44 Mr. Barlow, as we have seen, was an ardent Republican (see page 94). In October, 1812, the Duke de Bassano, at Napoleon’s request, invited Barlow to meet the emperor at Wilna, in Poland, the nominal object of which was to complete a commercial treaty with the United States, for which the American minister had long importuned. It was believed by some that the real object was to make an arrangement by which French ships, manned by American sailors, might be brought into play against Great Britain. Whatever was the object remains a mystery. Barlow obeyed the royal summons immediately, and traveled day and night. The weather was very inclement. The country had been wasted by war, and he suffered many privations. In consequence of these and exposure to the weather, he was attacked with inflammation of the lungs, which caused his death in the cottage of a Jew at Zarnowice, near Cracow, on the 22d of December, 1812. Of course, the object of his mission was not accomplished. His last poem, dictated, it is said, from his death-bed, was a withering expression of resentment against Napoleon for the hopes which he had disappointed.

45 Services were held in King’s Chapel, on the 26th of March, 1813, in commemoration of the victories of the Russians over Napoleon, who aimed, it was said, "at the empire of the world." One hundred and fifty amateurs and professional gentlemen assisted in the performance of sacred music. Among other pieces sung was the following recitative, composed for the occasion: "For the hosts of Gallia went in with their chariots and with their horsemen into the North, and the Lord chased them with fierce warriors, winter blasts, and famine; but the children of Sclavia, safe and unhurt, through all the danger passed." The closing prayer was made by the Reverend Mr. Chauncey.
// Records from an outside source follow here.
//! Fakes shared by the schema and server tests.

use std::sync::Arc;

use async_trait::async_trait;
use chronicle_core::error::{ChainError, ChainResult};
use chronicle_core::models::BlockHash;
use chronicle_core::ports::{
    CacheStore, ChainGateway, RawEvent, RawExtrinsic, RuleRegistry, SystemClock,
};
use chronicle_core::services::{
    BlockScanner, Classifier, ClassifierConfig, HistoryCache, HistoryConfig, HistoryService,
    ScanConfig,
};

/// Nœud injoignable : seul le cache peut répondre.
pub(crate) struct OfflineChain;

#[async_trait]
impl ChainGateway for OfflineChain {
    async fn current_height(&self) -> ChainResult<u64> {
        Err(ChainError::ConnectionFailed("node offline".into()))
    }
    async fn block_hash(&self, height: u64) -> ChainResult<BlockHash> {
        Err(ChainError::BlockNotFound(height))
    }
    async fn extrinsics_of(&self, _: &BlockHash) -> ChainResult<Vec<RawExtrinsic>> {
        Ok(vec![])
    }
    async fn events_of(&self, _: &BlockHash) -> ChainResult<Vec<RawEvent>> {
        Ok(vec![])
    }
    async fn timestamp_of(&self, _: &BlockHash) -> ChainResult<u64> {
        Ok(0)
    }
}

/// History service over [`OfflineChain`] and the given store.
pub(crate) fn offline_service(store: Arc<dyn CacheStore>) -> Arc<HistoryService> {
    let classifier = Classifier::new(Arc::new(RuleRegistry::new()), ClassifierConfig::default());
    let scanner = BlockScanner::new(
        Arc::new(OfflineChain),
        Arc::new(classifier),
        ScanConfig::default(),
    );
    Arc::new(HistoryService::new(
        scanner,
        HistoryCache::new(store),
        Arc::new(SystemClock),
        HistoryConfig::default(),
    ))
}
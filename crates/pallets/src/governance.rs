//! Rule for the Governance pallet.

use chronicle_core::error::DecodeResult;
use chronicle_core::models::{Asset, ChainEvent, TransactionKind, normalize_name};
use chronicle_core::ports::{CallSummary, PalletRule, RawExtrinsic};

use crate::utils::CallArgs;

/// Counterparty placeholder for governance calls.
pub const GOVERNANCE_MODULE: &str = "Governance";

/// Decoded Governance call.
#[derive(Debug, Clone, PartialEq, Eq)]
pub enum GovernanceCall {
    /// `propose(proposal, value)`, locking `value` as deposit.
    Propose { deposit: u128 },
    /// Votes carry no transferred amount.
    Vote { proposal: Option<u64> },
}

impl GovernanceCall {
    pub fn decode(ext: &RawExtrinsic) -> DecodeResult<Option<Self>> {
        let args = CallArgs::new(ext);
        let call = match normalize_name(&ext.method).as_str() {
            "propose" => GovernanceCall::Propose {
                deposit: args.amount(1)?,
            },
            "vote" => GovernanceCall::Vote {
                proposal: args.number(0).ok(),
            },
            _ => return Ok(None),
        };
        Ok(Some(call))
    }
}

/// Rule for the Governance pallet.
pub struct GovernanceRule;

impl PalletRule for GovernanceRule {
    fn pallet_name(&self) -> &'static str {
        "governance"
    }

    fn summarize(
        &self,
        ext: &RawExtrinsic,
        _events: &[ChainEvent],
    ) -> DecodeResult<Option<CallSummary>> {
        let Some(call) = GovernanceCall::decode(ext)? else {
            return Ok(None);
        };

        let (amount, description) = match call {
            GovernanceCall::Propose { deposit } => (deposit, "Submit proposal".to_string()),
            GovernanceCall::Vote {
                proposal: Some(id),
            } => (0, format!("Vote on proposal #{}", id)),
            GovernanceCall::Vote { proposal: None } => (0, "Vote on proposal".to_string()),
        };

        Ok(Some(CallSummary {
            kind: TransactionKind::Governance,
            from: CallArgs::new(ext).signer()?,
            to: GOVERNANCE_MODULE.to_string(),
            amount,
            asset: Asset::Dalla,
            description,
        }))
    }
}
//! History cache store for PostgreSQL.

use async_trait::async_trait;
use sqlx::PgPool;
use sqlx::types::Json;

use chronicle_core::error::{CacheError, CacheResult};
use chronicle_core::models::CacheEntry;
use chronicle_core::ports::{CacheStore, cache_key};

use super::database::Database;
use crate::record::{decode_record, encode_record};

/// PostgreSQL implementation of CacheStore.
pub struct PgCacheStore {
    pool: PgPool,
}

impl PgCacheStore {
    pub fn new(db: &Database) -> Self {
        Self {
            pool: db.pool().clone(),
        }
    }
}

#[async_trait]
impl CacheStore for PgCacheStore {
    async fn read(&self, account_address: &str) -> CacheResult<Option<CacheEntry>> {
        let key = cache_key(account_address);
        let row: Option<(Json<serde_json::Value>,)> =
            sqlx::query_as("SELECT record FROM history_cache WHERE storage_key = $1")
                .bind(&key)
                .fetch_optional(&self.pool)
                .await
                .map_err(|e| CacheError::Io(e.to_string()))?;

        Ok(row.and_then(|(Json(record),)| decode_record(&key, record)))
    }

    async fn write(&self, account_address: &str, entry: &CacheEntry) -> CacheResult<()> {
        let record = encode_record(entry)?;

        sqlx::query(
            r#"
            INSERT INTO history_cache (storage_key, account_address, record, written_at)
            VALUES ($1, $2, $3, $4)
            ON CONFLICT (storage_key) DO UPDATE SET
                account_address = EXCLUDED.account_address,
                record = EXCLUDED.record,
                written_at = EXCLUDED.written_at
            "#,
        )
        .bind(cache_key(account_address))
        .bind(account_address)
        .bind(Json(record))
        .bind(entry.written_at as i64)
        .execute(&self.pool)
        .await
        .map_err(|e| CacheError::Io(e.to_string()))?;

        Ok(())
    }

    async fn clear(&self, account_address: Option<&str>) -> CacheResult<()> {
        let query = match account_address {
            Some(account) => sqlx::query("DELETE FROM history_cache WHERE storage_key = $1")
                .bind(cache_key(account)),
            None => sqlx::query("DELETE FROM history_cache"),
        };

        query
            .execute(&self.pool)
            .await
            .map_err(|e| CacheError::Io(e.to_string()))?;

        Ok(())
    }
}
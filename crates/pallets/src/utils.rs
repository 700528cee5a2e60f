//! Shared argument decoding for pallet rules.
//!
//! Every accessor fails closed: a missing or malformed argument is a
//! [`DecodeError`], never a default value.

use chronicle_core::error::{DecodeError, DecodeResult};
use chronicle_core::models::{parse_address, parse_amount};
use chronicle_core::ports::RawExtrinsic;

/// Positional view over an extrinsic's call arguments.
pub(crate) struct CallArgs<'a> {
    ext: &'a RawExtrinsic,
}

impl<'a> CallArgs<'a> {
    pub(crate) fn new(ext: &'a RawExtrinsic) -> Self {
        Self { ext }
    }

    /// Signer of the extrinsic.
    pub(crate) fn signer(&self) -> DecodeResult<String> {
        self.ext
            .signer
            .clone()
            .ok_or_else(|| DecodeError::MissingSigner {
                pallet: self.ext.pallet.clone(),
                method: self.ext.method.clone(),
            })
    }

    /// Account or `MultiAddress` argument at `index`.
    pub(crate) fn account(&self, index: usize) -> DecodeResult<String> {
        parse_address(self.get(index)?).ok_or_else(|| self.invalid(index, "account address"))
    }

    /// Balance argument at `index`.
    pub(crate) fn amount(&self, index: usize) -> DecodeResult<u128> {
        parse_amount(self.get(index)?).ok_or_else(|| self.invalid(index, "amount"))
    }

    /// Unsigned integer argument at `index` (proposal ids, eras).
    pub(crate) fn number(&self, index: usize) -> DecodeResult<u64> {
        parse_amount(self.get(index)?)
            .and_then(|v| u64::try_from(v).ok())
            .ok_or_else(|| self.invalid(index, "unsigned integer"))
    }

    /// Any argument past `from` that names the given variant.
    ///
    /// Unit enum variants arrive either as a plain string or as a
    /// single-key object, depending on the client.
    pub(crate) fn any_variant(&self, from: usize, variant: &str) -> bool {
        self.ext
            .args
            .iter()
            .skip(from)
            .any(|arg| names_variant(arg, variant))
    }

    fn get(&self, index: usize) -> DecodeResult<&'a serde_json::Value> {
        self.ext
            .args
            .get(index)
            .ok_or_else(|| DecodeError::MissingArgument {
                pallet: self.ext.pallet.clone(),
                method: self.ext.method.clone(),
                index,
            })
    }

    fn invalid(&self, index: usize, expected: &'static str) -> DecodeError {
        DecodeError::InvalidArgument {
            pallet: self.ext.pallet.clone(),
            method: self.ext.method.clone(),
            index,
            expected,
        }
    }
}

fn names_variant(value: &serde_json::Value, variant: &str) -> bool {
    match value {
        serde_json::Value::String(s) => s.eq_ignore_ascii_case(variant),
        serde_json::Value::Object(obj) if obj.len() == 1 => {
            obj.keys().any(|k| k.eq_ignore_ascii_case(variant))
        }
        _ => false,
    }
}
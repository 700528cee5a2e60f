//! PostgreSQL storage adapter.
//!
//! # Architecture
//!
//! - [`Database`] - Connection pool and migrations
//! - [`PgCacheStore`] - `CacheStore` over the `history_cache` table
//!
//! # Usage
//!
//! ```ignore
//! let config = DatabaseConfig::for_cache(&database_url);
//! let db = Database::connect(&config).await?;
//! db.migrate().await?;
//!
//! let store = PgCacheStore::new(&db);
//! ```

mod cache_store;
mod database;

pub use cache_store::PgCacheStore;
pub use database::{Database, DatabaseConfig};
The services in the church were held in the forenoon. In the afternoon many hundreds of the citizens of Boston and the neighboring country sat down to a public dinner. M. Eustaphieve, the Russian consul for New England, was a guest. The room was appropriately decorated. Among the ornaments was a portrait of the Russian emperor, with the words, "Alexander, the deliverer of Europe." Harrison Gray Otis made a speech on the occasion, in which he declared his conviction that the check given to Napoleon by Russia had rescued our country from its greatest danger – the influence of the French policy, Several songs were sung. One of them contained the following verse:

"Hail, Russia! may thy conq’ring bands

Sad Europe from her chains release;
Exalt the hopes of farthest lands,
And give us back an exiled PEACE!"

An ode was sung, to the air of "Ye Mariners of England," which concluded thus:

"Then fill to Alexander!

For him a garland twine,
While shaded by our oaks, we taste
The virtues of the vine.
And when those oaks adorn our hills,
Or bear our thunders far,
Let each soul
Fill his bowl
To vict’ry and the Czar –
And give a long and loud huzza
To vict’ry and the Czar."

46 On the 5th of June, 1813, the late G. W. P. Custis, the adopted son of Washington, addressed a large audience at Georgetown, in the District of Columbia, on the Russian victories. That address drew from the Russian minister at Washington a very complimentary letter, and a request for a copy to be transmitted to Russia. That letter, dated "June 21, 1813," was accompanied by a small medal containing a likeness of the Emperor Alexander. "Permit me to express to you my gratitude," said M. Daschkoff, "that of my family, and of all my countrymen who shall peruse your oration, for the zeal and interest you have displayed in our cause; and allow me to send you a small medal, with the likeness of Alexander the First, the only one which is now in my possession." – MS. Letter.